**Problem requirements:** Return all the lines below in which the string "SourceOrigin" appears.

Stored data entries:
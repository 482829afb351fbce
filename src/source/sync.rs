//! Snapshot loading and synchronization.
//!
//! A sync fetches every source, persists successful non-empty fetches, falls
//! back to the cache for failed ones, and only then hands back a complete
//! snapshot for the caller to swap in.

use super::cache::CacheStore;
use super::DataSource;
use crate::config::SourceConfig;
use crate::models::{Dataset, SourceKind};
use crate::state::Snapshot;
use futures::future::join_all;
use indicatif::{ProgressBar, ProgressStyle};
use std::fmt;
use std::time::Duration;
use tracing::{debug, warn};

/// Where a source's data came from in the latest load.
#[derive(Debug, Clone, Copy, PartialEq, Eq)]
pub enum SourceOrigin {
    Fetched { rows: usize },
    Cached { rows: usize },
    Absent,
}

impl fmt::Display for SourceOrigin {
    fn fmt(&self, f: &mut fmt::Formatter<'_>) -> fmt::Result {
        match self {
            SourceOrigin::Fetched { rows } => write!(f, "fetched {} rows", rows),
            SourceOrigin::Cached { rows } => write!(f, "{} rows from cache", rows),
            SourceOrigin::Absent => write!(f, "no data"),
        }
    }
}

/// Per-source result of a load or sync.
#[derive(Debug, Clone, Copy, PartialEq, Eq)]
pub struct SourceStatus {
    pub kind: SourceKind,
    pub origin: SourceOrigin,
}

/// Build a snapshot from the cache alone.
pub fn load_cached_snapshot(cache: Option<&CacheStore>) -> (Snapshot, Vec<SourceStatus>) {
    let mut statuses = Vec::with_capacity(SourceKind::ALL.len());
    let mut datasets = Vec::new();

    for kind in SourceKind::ALL {
        match read_cache(cache, kind) {
            Some(dataset) => {
                statuses.push(SourceStatus {
                    kind,
                    origin: SourceOrigin::Cached {
                        rows: dataset.len(),
                    },
                });
                datasets.push((kind, dataset));
            }
            None => statuses.push(SourceStatus {
                kind,
                origin: SourceOrigin::Absent,
            }),
        }
    }

    (datasets.into_iter().collect(), statuses)
}

/// Fetch every source and build a fresh snapshot.
///
/// Never fails: a source that cannot be fetched falls back to its cached
/// snapshot, and to absence when there is none.
pub async fn synchronize<S: DataSource>(
    source: &S,
    sheets: &SourceConfig,
    cache: Option<&CacheStore>,
    show_progress: bool,
) -> (Snapshot, Vec<SourceStatus>) {
    let spinner = show_progress.then(|| {
        let pb = ProgressBar::new_spinner();
        if let Ok(style) = ProgressStyle::default_spinner().template("{spinner:.green} {msg}") {
            pb.set_style(style);
        }
        pb.set_message("Synchronizing sources...");
        pb.enable_steady_tick(Duration::from_millis(120));
        pb
    });

    let fetches = SourceKind::ALL
        .iter()
        .map(|&kind| async move { (kind, source.fetch(sheets.sheet_name(kind)).await) });
    let results = join_all(fetches).await;

    let mut statuses = Vec::with_capacity(results.len());
    let mut snapshot = Snapshot::new();

    for (kind, result) in results {
        let loaded = match result {
            Ok(dataset) => {
                if let Some(cache) = cache {
                    if let Err(e) = cache.write(kind, &dataset) {
                        warn!("Failed to cache {}: {}", kind, e);
                    }
                }
                let rows = dataset.len();
                Some((dataset, SourceOrigin::Fetched { rows }))
            }
            Err(e) => {
                warn!("{}", e);
                read_cache(cache, kind).map(|dataset| {
                    let rows = dataset.len();
                    (dataset, SourceOrigin::Cached { rows })
                })
            }
        };

        match loaded {
            Some((dataset, origin)) => {
                statuses.push(SourceStatus { kind, origin });
                snapshot = snapshot.with(kind, dataset);
            }
            None => statuses.push(SourceStatus {
                kind,
                origin: SourceOrigin::Absent,
            }),
        }
    }

    if let Some(pb) = spinner {
        pb.finish_with_message("Synchronization complete");
    }

    (snapshot, statuses)
}

fn read_cache(cache: Option<&CacheStore>, kind: SourceKind) -> Option<Dataset> {
    let cache = cache?;
    let dataset = match cache.read(kind) {
        Ok(dataset) => dataset,
        Err(e) => {
            warn!("Ignoring unreadable cache for {}: {}", kind, e);
            None
        }
    };
    dataset.inspect(|d| debug!("Loaded {} cached rows for {}", d.len(), kind))
}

**Result of this exercise:**
pub enum SourceOrigin {
impl fmt::Display for SourceOrigin {
            SourceOrigin::Fetched { rows } => write!(f, "fetched {} rows", rows),
            SourceOrigin::Cached { rows } => write!(f, "{} rows from cache", rows),
            SourceOrigin::Absent => write!(f, "no data"),
    pub origin: SourceOrigin,
                    origin: SourceOrigin::Cached {
                origin: SourceOrigin::Absent,
                Some((dataset, SourceOrigin::Fetched { rows }))
                    (dataset, SourceOrigin::Cached { rows })
                origin: SourceOrigin::Absent,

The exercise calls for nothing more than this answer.